Dornhelm’s dress code favored open shirts and flared blue jeans. On occasions he even sported a belt with a hammer and sickle motif, and this got him into trouble one day in Monte Carlo when he was sunning himself on the lawns outside the casino. Assuming that the long-haired young foreigner was the sort of drifter whom it was principality policy to kick back sharply into France, a policeman asked for his papers, and took him down to headquarters when he refused to hand them over or give his name. A phone call to Grace’s private office eventually got the filmmaker released, and he angrily demanded that the agent in question should be disciplined.
“Certainly not,” the princess replied, delighted. “We’re going to give him a medal.”
Dornhelm never minced his words with Grace. “All that time and energy that you devote to arranging dead, withered flowers,” he said. “Isn’t that the metaphor of your life?”
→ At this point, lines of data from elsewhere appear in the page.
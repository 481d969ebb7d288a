//! Signal engine configuration.

use chrono::{DateTime, Timelike, Utc};
use serde::{Deserialize, Serialize};

use crate::patterns::PatternConfig;

/// How per-bar condition flags are folded into a signal decision.
///
/// `AllOf` demands the full confluence set (trend, pattern, structure
/// break, Fibonacci proximity, opposing-zone proximity). `ThresholdScore`
/// instead counts the seven scored conditions and fires once `min` of
/// them hold.
#[derive(Debug, Clone, Copy, PartialEq, Eq, Serialize, Deserialize)]
#[serde(tag = "type", rename_all = "SCREAMING_SNAKE_CASE")]
pub enum ScoringPolicy {
    AllOf,
    ThresholdScore { min: u32 },
}

impl Default for ScoringPolicy {
    fn default() -> Self {
        ScoringPolicy::AllOf
    }
}

/// All knobs of the confluence scan.
///
/// Every field has a default matching the production tuning; a partial
/// config file only overrides what it names. Degenerate values (zero
/// windows, zero spans) disable the affected condition rather than panic.
#[derive(Debug, Clone, PartialEq, Serialize, Deserialize)]
#[serde(default)]
pub struct SignalConfig {
    /// Span of the trend EMA over H1 closes.
    pub ema_span: usize,
    /// Bars on each side required to confirm a swing extreme.
    pub swing_lookback: usize,
    /// Window of the rolling close deviation used as the volatility proxy.
    pub vol_window: usize,
    /// Window of the rolling mean the volatility proxy must exceed.
    pub vol_baseline_window: usize,
    /// Gate bars on volatility being above its own baseline.
    pub require_vol_regime: bool,
    /// Inclusive UTC hour band in which signals may fire.
    pub session_start_hour: u32,
    pub session_end_hour: u32,
    /// Body must exceed this fraction of the bar range to count as strong.
    pub strong_body_ratio: f64,
    /// Rolling window for the Fibonacci swing extremes.
    pub fib_window: usize,
    /// Retracement ratios measured down from the window high.
    pub fib_ratios: Vec<f64>,
    /// Relative tolerance for "near a Fibonacci level".
    pub fib_tolerance: f64,
    /// Relative tolerance for a retest of the broken structure level.
    pub retest_tolerance: f64,
    /// Bars on each side a raw H4 extreme must dominate.
    pub zone_window: usize,
    /// Relative tolerance at which raw extremes collapse into one zone.
    pub zone_cluster_tolerance: f64,
    /// Relative tolerance for "near a support/resistance zone".
    pub zone_proximity_tolerance: f64,
    pub patterns: PatternConfig,
    pub policy: ScoringPolicy,
}

impl Default for SignalConfig {
    fn default() -> Self {
        Self {
            ema_span: 21,
            swing_lookback: 5,
            vol_window: 14,
            vol_baseline_window: 50,
            require_vol_regime: true,
            session_start_hour: 3,
            session_end_hour: 12,
            strong_body_ratio: 0.5,
            fib_window: 20,
            fib_ratios: vec![0.3, 0.5, 0.618],
            fib_tolerance: 0.002,
            retest_tolerance: 0.003,
            zone_window: 5,
            zone_cluster_tolerance: 0.002,
            zone_proximity_tolerance: 0.01,
            patterns: PatternConfig::default(),
            policy: ScoringPolicy::default(),
        }
    }
}

impl SignalConfig {
    /// True if the timestamp's UTC hour falls inside the session band.
    pub fn in_session(&self, time: DateTime<Utc>) -> bool {
        let hour = time.hour();
        hour >= self.session_start_hour && hour <= self.session_end_hour
    }
}
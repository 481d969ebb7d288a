//! Support/resistance zones from a coarser timeframe.
//!
//! Raw extremes are bars strictly dominating the `window` bars on each
//! side. They are clustered greedily in scan order: a level within the
//! cluster tolerance of an existing zone is considered already represented,
//! so the first level seen wins. The surviving zones are kept sorted by
//! price.

use serde::{Deserialize, Serialize};

use crate::domain::Candle;

#[derive(Debug, Clone, Copy, PartialEq, Eq, Serialize, Deserialize)]
#[serde(rename_all = "lowercase")]
pub enum ZoneKind {
    Support,
    Resistance,
}

impl ZoneKind {
    pub fn as_str(&self) -> &'static str {
        match self {
            ZoneKind::Support => "support",
            ZoneKind::Resistance => "resistance",
        }
    }
}

impl std::fmt::Display for ZoneKind {
    fn fmt(&self, f: &mut std::fmt::Formatter<'_>) -> std::fmt::Result {
        f.write_str(self.as_str())
    }
}

/// One clustered price level. Immutable once created.
#[derive(Debug, Clone, Copy, PartialEq, Serialize, Deserialize)]
pub struct Zone {
    pub kind: ZoneKind,
    pub level: f64,
}

/// Scan for raw extremes: a bar is a support point if its low is strictly
/// below the minimum low of the `window` bars before and after it, and a
/// resistance point if its high strictly dominates both sides. A bar can
/// be both; the support point is recorded first.
pub fn raw_extremes(candles: &[Candle], window: usize) -> Vec<(ZoneKind, f64)> {
    let n = candles.len();
    let mut points = Vec::new();
    if window == 0 || n < 2 * window + 1 {
        return points;
    }
    for i in window..(n - window) {
        let low = candles[i].low;
        let high = candles[i].high;
        let before = &candles[i - window..i];
        let after = &candles[i + 1..i + 1 + window];

        let min_before = before.iter().fold(f64::INFINITY, |a, c| a.min(c.low));
        let min_after = after.iter().fold(f64::INFINITY, |a, c| a.min(c.low));
        if low < min_before && low < min_after {
            points.push((ZoneKind::Support, low));
        }

        let max_before = before.iter().fold(f64::NEG_INFINITY, |a, c| a.max(c.high));
        let max_after = after.iter().fold(f64::NEG_INFINITY, |a, c| a.max(c.high));
        if high > max_before && high > max_after {
            points.push((ZoneKind::Resistance, high));
        }
    }
    points
}

/// Clustered zone collection, sorted by level.
#[derive(Debug, Clone, Default, Serialize, Deserialize)]
pub struct ZoneSet {
    zones: Vec<Zone>,
}

impl ZoneSet {
    /// Detect and cluster zones from a candle sequence.
    pub fn detect(candles: &[Candle], window: usize, cluster_tolerance: f64) -> Self {
        let mut set = ZoneSet::default();
        for (kind, level) in raw_extremes(candles, window) {
            set.insert_clustered(kind, level, cluster_tolerance);
        }
        set
    }

    /// Add a level unless an existing zone already represents it. The
    /// tolerance is measured relative to the existing zone's level, and
    /// membership ignores zone kind.
    pub fn insert_clustered(&mut self, kind: ZoneKind, level: f64, tolerance: f64) {
        let represented = self
            .zones
            .iter()
            .any(|z| (level - z.level).abs() / z.level < tolerance);
        if represented {
            return;
        }
        let at = self.zones.partition_point(|z| z.level < level);
        self.zones.insert(at, Zone { kind, level });
    }

    /// Kind-blind proximity: any zone within `tolerance` (relative to the
    /// queried price).
    pub fn is_near(&self, price: f64, tolerance: f64) -> bool {
        self.zones
            .iter()
            .any(|z| (price - z.level).abs() / price < tolerance)
    }

    /// Proximity restricted to one zone kind.
    pub fn is_near_kind(&self, price: f64, kind: ZoneKind, tolerance: f64) -> bool {
        self.zones
            .iter()
            .filter(|z| z.kind == kind)
            .any(|z| (price - z.level).abs() / price < tolerance)
    }

    /// The level of the given kind closest to `price`, if any exists.
    pub fn nearest(&self, price: f64, kind: ZoneKind) -> Option<f64> {
        let mut best: Option<f64> = None;
        for zone in self.zones.iter().filter(|z| z.kind == kind) {
            match best {
                Some(level) if (price - level).abs() <= (price - zone.level).abs() => {}
                _ => best = Some(zone.level),
            }
        }
        best
    }

    pub fn iter(&self) -> impl Iterator<Item = &Zone> {
        self.zones.iter()
    }

    pub fn len(&self) -> usize {
        self.zones.len()
    }

    pub fn is_empty(&self) -> bool {
        self.zones.is_empty()
    }
}
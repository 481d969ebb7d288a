//! Candle — the fundamental market data unit.

use chrono::{DateTime, Utc};
use serde::{Deserialize, Serialize};

/// OHLC candle for a single symbol on a single timeframe.
///
/// Sequences are ordered by timestamp with no duplicates. Gaps (weekends,
/// market closures) are tolerated, never filled.
#[derive(Debug, Clone, PartialEq, Serialize, Deserialize)]
pub struct Candle {
    pub time: DateTime<Utc>,
    pub open: f64,
    pub high: f64,
    pub low: f64,
    pub close: f64,
}

impl Candle {
    /// Absolute body size, |close - open|.
    pub fn body(&self) -> f64 {
        (self.close - self.open).abs()
    }

    /// Full high-low range.
    pub fn range(&self) -> f64 {
        self.high - self.low
    }

    pub fn is_bullish(&self) -> bool {
        self.close > self.open
    }

    pub fn is_bearish(&self) -> bool {
        self.close < self.open
    }

    /// Returns true if any OHLC field is NaN.
    pub fn is_void(&self) -> bool {
        self.open.is_nan() || self.high.is_nan() || self.low.is_nan() || self.close.is_nan()
    }

    /// Basic OHLC sanity check: high >= low, extremes bracket open and close.
    pub fn is_sane(&self) -> bool {
        if self.is_void() {
            return false;
        }
        self.high >= self.low
            && self.high >= self.open
            && self.high >= self.close
            && self.low <= self.open
            && self.low <= self.close
            && self.open > 0.0
            && self.close > 0.0
    }
}

/// Chart timeframe served by a candle provider.
#[derive(Debug, Clone, Copy, PartialEq, Eq, Hash, Serialize, Deserialize)]
#[serde(rename_all = "SCREAMING_SNAKE_CASE")]
pub enum Timeframe {
    M30,
    H1,
    H4,
    D1,
}

impl Timeframe {
    pub fn as_str(&self) -> &'static str {
        match self {
            Timeframe::M30 => "M30",
            Timeframe::H1 => "H1",
            Timeframe::H4 => "H4",
            Timeframe::D1 => "D1",
        }
    }

    pub fn minutes(&self) -> u32 {
        match self {
            Timeframe::M30 => 30,
            Timeframe::H1 => 60,
            Timeframe::H4 => 240,
            Timeframe::D1 => 1440,
        }
    }
}

impl std::fmt::Display for Timeframe {
    fn fmt(&self, f: &mut std::fmt::Formatter<'_>) -> std::fmt::Result {
        f.write_str(self.as_str())
    }
}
Far from freezing to such a comment—which trod the same dangerous ground as Rainier’s auctioning of petals in the restaurant—Grace actually listened to Dornhelm and took note of what he said. The young man’s rebelliousness seemed to awaken her own long-dormant spirit of independence. When the French minister of culture organized a banquet to celebrate the French premier of
Theatre Street
at the Paris Opera, he invited the Russian ambassador and numerous other dignitaries, but not Dornhelm, the director of the film, or Oleg Briansky, the artistic director. Grace politely asked the ministry if the pair could be included, and was told there was simply no room.
“Fine,” said Grace, and she boycotted the banquet. She attended the gala reception that followed the screening, but once she had shaken the requisite number of hands, she went on with Dornhelm and Briansky—along with Rainier and the three children—to a brasserie, where the party waited half an hour for a table.
“She was always a brave person,” says Dornhelm. “Very loyal to her friends—that was one of her great qualities.”
One day the following summer, Gwen Robyns got a call in Oxfordshire from Monaco. “Do you think Robert could come and stay with you for the weekend?” Grace asked. “He’s got to be in England for a few days on a film project.”
Dornhelm had scarcely arrived when the telephone rang. It was Grace wanting to speak to him. Gwen Robyns and her Danish husband, Paul von Stemann, held up lunch while the phone conversation went on—and on, and on. When they did finally sit down with their guest, they were interrupted after little more than twenty minutes by another phone call from Monaco, which resulted in a conversation of equal length.
“I can twist her round my finger,” boasted Dornhelm as he came back to the table again.
By the end of a weekend in which their houseguest seemed to spend considerably more time talking long distance to Monaco than he did to his hosts, Gwen Robyns and Paul von Stemann could not help suspecting that Grace and the young director had more than just film projects to discuss. A few months later Gwen’s suspicions were confirmed. Driving in the hills above Monaco with Grace and Dornhelm, the author was surprised by Grace’s sudden concern about her walking ability.
“Gwen, darling, haven’t you got a bad knee?” she asked. “Why don’t you sit here with Paul [Grace’s chauffeur], while Robert and I go off for a walk?”
Somewhat unwillingly, Gwen Robyns agreed to sit out the excursion, consoling herself by getting happily drunk with the chauffeur on a succession of brandies and water.
“Where on earth have you been, Grace?” Gwen demanded truculently when the couple finally came back down from the hills, flushed and tousled.